**YOUR TASK**. Transcribe every entry precisely, omitting nothing.

**RECORDS FOR PROCESSING**.
▬▬▬

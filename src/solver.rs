//! The propagator, the entropy-ordered collapse driver, and the public entry
//! point that ties rule extraction, weighting, and collapse together.

use std::collections::HashSet;

use log::{debug, info, warn};

use crate::alphabet::Label;
use crate::entropy::shannon_entropy;
use crate::error::WfcError;
use crate::grid::Grid;
use crate::rng::{NumberGenerator, StdRngSource};
use crate::ruleset::{generate_rule_set, RuleSet};
use crate::weights::{alphabet_from_weights, calculate_weights, Weights};

/// Injectable entropy heuristic, defaulting to [`shannon_entropy`].
pub type EntropySelector = fn(&[Label], &Weights) -> f64;

/// Tunables beyond sample and area. `max_restarts` bounds the restart loop;
/// leaving it unbounded would never terminate against a pathological
/// ruleset.
#[derive(Debug, Clone)]
pub struct WaveFunctionConfig {
    pub seed: Option<u64>,
    pub max_restarts: u32,
    pub entropy: EntropySelector,
}

impl Default for WaveFunctionConfig {
    fn default() -> Self {
        WaveFunctionConfig {
            seed: None,
            max_restarts: 10_000,
            entropy: shannon_entropy,
        }
    }
}

struct Contradiction;

/// Build a ruleset and weights from `sample`, then collapse a
/// `⌊√area⌋ × ⌊√area⌋` grid that is locally consistent with them.
pub fn wave_function(sample: &[Vec<String>], area: usize) -> Result<Grid, WfcError> {
    wave_function_with_config(sample, area, WaveFunctionConfig::default())
}

pub fn wave_function_with_config(
    sample: &[Vec<String>],
    area: usize,
    config: WaveFunctionConfig,
) -> Result<Grid, WfcError> {
    if sample.is_empty() || sample.iter().all(|row| row.is_empty()) {
        return Err(WfcError::EmptySample);
    }

    let weights = calculate_weights(sample);
    if weights.is_empty() {
        return Err(WfcError::NoLabelsObserved);
    }
    let alphabet = alphabet_from_weights(&weights);
    let rules = generate_rule_set(sample, &alphabet);

    let width = (area as f64).sqrt().floor() as usize;
    let target = width * width;

    let mut rng = StdRngSource::new(config.seed);
    let mut restarts: u32 = 0;

    loop {
        match try_collapse(&rules, &weights, &alphabet, width, target, config.entropy, &mut rng) {
            Ok(grid) => {
                info!("collapse succeeded after {restarts} restart(s)");
                return Ok(grid);
            }
            Err(Contradiction) => {
                restarts += 1;
                warn!("contradiction encountered, restarting (attempt {restarts})");
                if restarts > config.max_restarts {
                    return Err(WfcError::ConstraintsUnsatisfiable { restarts });
                }
            }
        }
    }
}

fn try_collapse(
    rules: &RuleSet,
    weights: &Weights,
    alphabet: &[Label],
    width: usize,
    target: usize,
    entropy: EntropySelector,
    rng: &mut dyn NumberGenerator,
) -> Result<Grid, Contradiction> {
    let mut grid = Grid::new(width, alphabet);
    let mut collapsed_count = 0usize;

    while collapsed_count < target {
        let mut selection = find_lowest_entropy(&grid, weights, entropy);

        if collapsed_count == 0 {
            if let Some((0, 0)) = selection {
                selection = Some((rng.next(width), rng.next(width)));
            }
        }

        let (row, col) = match selection {
            Some(pos) => pos,
            None => break,
        };

        let possibilities = grid.cell(row, col).possibilities.clone();
        if possibilities.is_empty() {
            return Err(Contradiction);
        }

        let chosen_index = rng.next(possibilities.len());
        let chosen = possibilities[chosen_index].clone();

        grid.collapse_at(row, col, chosen.clone());
        collapsed_count += 1;

        propagate(&mut grid, rules, row, col, &chosen);
    }

    Ok(grid)
}

/// Row-major scan for the uncollapsed cell with minimum entropy. Cells with
/// an empty possibility set (a contradiction) are treated as entropy `0.0`
/// without calling `entropy` on them.
fn find_lowest_entropy(
    grid: &Grid,
    weights: &Weights,
    entropy: EntropySelector,
) -> Option<(usize, usize)> {
    let width = grid.width();
    let mut best: Option<((usize, usize), f64)> = None;

    for row in 0..width {
        for col in 0..width {
            let cell = grid.cell(row, col);
            if cell.is_collapsed() {
                continue;
            }
            let h = if cell.possibilities.is_empty() {
                0.0
            } else {
                entropy(&cell.possibilities, weights)
            };
            match best {
                None => best = Some(((row, col), h)),
                Some((_, best_h)) if h < best_h => best = Some(((row, col), h)),
                _ => {}
            }
        }
    }

    best.map(|(pos, _)| pos)
}

/// Membership intersection, sorted ascending for deterministic test
/// comparisons.
fn intersect_sorted(current: &[Label], allowed: &[Label]) -> Vec<Label> {
    let allowed_set: HashSet<&Label> = allowed.iter().collect();
    let mut result: Vec<Label> = current
        .iter()
        .filter(|label| allowed_set.contains(label))
        .cloned()
        .collect();
    result.sort();
    result
}

/// One-hop propagation: shrink each in-bounds, uncollapsed neighbor's
/// possibilities to those compatible with the just-collapsed label in the
/// direction toward that neighbor. One-hop only: neighbors of neighbors are
/// not revisited.
fn propagate(grid: &mut Grid, rules: &RuleSet, row: usize, col: usize, label: &Label) {
    let neighbor_rules = match rules.get(label) {
        Some(rules) => rules,
        None => return,
    };

    for (nr, nc, dir) in grid.neighbors(row, col) {
        if grid.cell(nr, nc).is_collapsed() {
            continue;
        }
        let allowed = neighbor_rules.get(dir);
        let current = grid.cell(nr, nc).possibilities.clone();
        let updated = intersect_sorted(&current, allowed);
        debug!(
            "propagate {label} {dir:?} -> ({nr},{nc}): {} -> {} possibilities",
            current.len(),
            updated.len()
        );
        grid.set_possibilities(nr, nc, updated);
    }
}
use std::fmt;

#[derive(Debug)]
pub enum WfcError {
    /// The sample grid has no rows, or every row is empty.
    EmptySample,
    /// The decoder produced only the "none" sentinel for every sample cell,
    /// so the alphabet would be empty.
    NoLabelsObserved,
    /// The configured restart cap was exceeded without finding a
    /// contradiction-free grid.
    ConstraintsUnsatisfiable { restarts: u32 },
    /// Reserved for callers constructing an area from external (e.g.
    /// CLI-supplied) input; `wave_function` itself accepts any `area`.
    InvalidArea { area: usize },
}

impl fmt::Display for WfcError {
    fn fmt(&self, f: &mut fmt::Formatter) -> fmt::Result {
        match self {
            WfcError::EmptySample => write!(f, "sample grid has no rows or columns"),
            WfcError::NoLabelsObserved => {
                write!(f, "sample grid contains no recognizable labels")
            }
            WfcError::ConstraintsUnsatisfiable { restarts } => write!(
                f,
                "no contradiction-free grid found after {} restarts",
                restarts
            ),
            WfcError::InvalidArea { area } => write!(f, "invalid area: {}", area),
        }
    }
}

impl std::error::Error for WfcError {}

▬▬▬

**TASK ANSWER**.
filename src/solver.rs
//! The propagator, the entropy-ordered collapse driver, and the public entry
//! point that ties rule extraction, weighting, and collapse together.

use std::collections::HashSet;

use log::{debug, info, warn};

use crate::alphabet::Label;
use crate::entropy::shannon_entropy;
use crate::error::WfcError;
use crate::grid::Grid;
use crate::rng::{NumberGenerator, StdRngSource};
use crate::ruleset::{generate_rule_set, RuleSet};
use crate::weights::{alphabet_from_weights, calculate_weights, Weights};

/// Injectable entropy heuristic, defaulting to [`shannon_entropy`].
pub type EntropySelector = fn(&[Label], &Weights) -> f64;

/// Tunables beyond sample and area. `max_restarts` bounds the restart loop;
/// leaving it unbounded would never terminate against a pathological
/// ruleset.
#[derive(Debug, Clone)]
pub struct WaveFunctionConfig {
    pub seed: Option<u64>,
    pub max_restarts: u32,
    pub entropy: EntropySelector,
}

impl Default for WaveFunctionConfig {
    fn default() -> Self {
        WaveFunctionConfig {
            seed: None,
            max_restarts: 10_000,
            entropy: shannon_entropy,
        }
    }
}

struct Contradiction;

/// Build a ruleset and weights from `sample`, then collapse a
/// `⌊√area⌋ × ⌊√area⌋` grid that is locally consistent with them.
pub fn wave_function(sample: &[Vec<String>], area: usize) -> Result<Grid, WfcError> {
    wave_function_with_config(sample, area, WaveFunctionConfig::default())
}

pub fn wave_function_with_config(
    sample: &[Vec<String>],
    area: usize,
    config: WaveFunctionConfig,
) -> Result<Grid, WfcError> {
    if sample.is_empty() || sample.iter().all(|row| row.is_empty()) {
        return Err(WfcError::EmptySample);
    }

    let weights = calculate_weights(sample);
    if weights.is_empty() {
        return Err(WfcError::NoLabelsObserved);
    }
    let alphabet = alphabet_from_weights(&weights);
    let rules = generate_rule_set(sample, &alphabet);

    let width = (area as f64).sqrt().floor() as usize;
    let target = width * width;

    let mut rng = StdRngSource::new(config.seed);
    let mut restarts: u32 = 0;

    loop {
        match try_collapse(&rules, &weights, &alphabet, width, target, config.entropy, &mut rng) {
            Ok(grid) => {
                info!("collapse succeeded after {restarts} restart(s)");
                return Ok(grid);
            }
            Err(Contradiction) => {
                restarts += 1;
                warn!("contradiction encountered, restarting (attempt {restarts})");
                if restarts > config.max_restarts {
                    return Err(WfcError::ConstraintsUnsatisfiable { restarts });
                }
            }
        }
    }
}

fn try_collapse(
    rules: &RuleSet,
    weights: &Weights,
    alphabet: &[Label],
    width: usize,
    target: usize,
    entropy: EntropySelector,
    rng: &mut dyn NumberGenerator,
) -> Result<Grid, Contradiction> {
    let mut grid = Grid::new(width, alphabet);
    let mut collapsed_count = 0usize;

    while collapsed_count < target {
        let mut selection = find_lowest_entropy(&grid, weights, entropy);

        if collapsed_count == 0 {
            if let Some((0, 0)) = selection {
                selection = Some((rng.next(width), rng.next(width)));
            }
        }

        let (row, col) = match selection {
            Some(pos) => pos,
            None => break,
        };

        let possibilities = grid.cell(row, col).possibilities.clone();
        if possibilities.is_empty() {
            return Err(Contradiction);
        }

        let chosen_index = rng.next(possibilities.len());
        let chosen = possibilities[chosen_index].clone();

        grid.collapse_at(row, col, chosen.clone());
        collapsed_count += 1;

        propagate(&mut grid, rules, row, col, &chosen);
    }

    Ok(grid)
}

/// Row-major scan for the uncollapsed cell with minimum entropy. Cells with
/// an empty possibility set (a contradiction) are treated as entropy `0.0`
/// without calling `entropy` on them.
fn find_lowest_entropy(
    grid: &Grid,
    weights: &Weights,
    entropy: EntropySelector,
) -> Option<(usize, usize)> {
    let width = grid.width();
    let mut best: Option<((usize, usize), f64)> = None;

    for row in 0..width {
        for col in 0..width {
            let cell = grid.cell(row, col);
            if cell.is_collapsed() {
                continue;
            }
            let h = if cell.possibilities.is_empty() {
                0.0
            } else {
                entropy(&cell.possibilities, weights)
            };
            match best {
                None => best = Some(((row, col), h)),
                Some((_, best_h)) if h < best_h => best = Some(((row, col), h)),
                _ => {}
            }
        }
    }

    best.map(|(pos, _)| pos)
}

/// Membership intersection, sorted ascending for deterministic test
/// comparisons.
fn intersect_sorted(current: &[Label], allowed: &[Label]) -> Vec<Label> {
    let allowed_set: HashSet<&Label> = allowed.iter().collect();
    let mut result: Vec<Label> = current
        .iter()
        .filter(|label| allowed_set.contains(label))
        .cloned()
        .collect();
    result.sort();
    result
}

/// One-hop propagation: shrink each in-bounds, uncollapsed neighbor's
/// possibilities to those compatible with the just-collapsed label in the
/// direction toward that neighbor. One-hop only: neighbors of neighbors are
/// not revisited.
fn propagate(grid: &mut Grid, rules: &RuleSet, row: usize, col: usize, label: &Label) {
    let neighbor_rules = match rules.get(label) {
        Some(rules) => rules,
        None => return,
    };

    for (nr, nc, dir) in grid.neighbors(row, col) {
        if grid.cell(nr, nc).is_collapsed() {
            continue;
        }
        let allowed = neighbor_rules.get(dir);
        let current = grid.cell(nr, nc).possibilities.clone();
        let updated = intersect_sorted(&current, allowed);
        debug!(
            "propagate {label} {dir:?} -> ({nr},{nc}): {} -> {} possibilities",
            current.len(),
            updated.len()
        );
        grid.set_possibilities(nr, nc, updated);
    }
}
use std::fmt;

#[derive(Debug)]
pub enum WfcError {
    /// The sample grid has no rows, or every row is empty.
    EmptySample,
    /// The decoder produced only the "none" sentinel for every sample cell,
    /// so the alphabet would be empty.
    NoLabelsObserved,
    /// The configured restart cap was exceeded without finding a
    /// contradiction-free grid.
    ConstraintsUnsatisfiable { restarts: u32 },
    /// Reserved for callers constructing an area from external (e.g.
    /// CLI-supplied) input; `wave_function` itself accepts any `area`.
    InvalidArea { area: usize },
}

impl fmt::Display for WfcError {
    fn fmt(&self, f: &mut fmt::Formatter) -> fmt::Result {
        match self {
            WfcError::EmptySample => write!(f, "sample grid has no rows or columns"),
            WfcError::NoLabelsObserved => {
                write!(f, "sample grid contains no recognizable labels")
            }
            WfcError::ConstraintsUnsatisfiable { restarts } => write!(
                f,
                "no contradiction-free grid found after {} restarts",
                restarts
            ),
            WfcError::InvalidArea { area } => write!(f, "invalid area: {}", area),
        }
    }
}

impl std::error::Error for WfcError {}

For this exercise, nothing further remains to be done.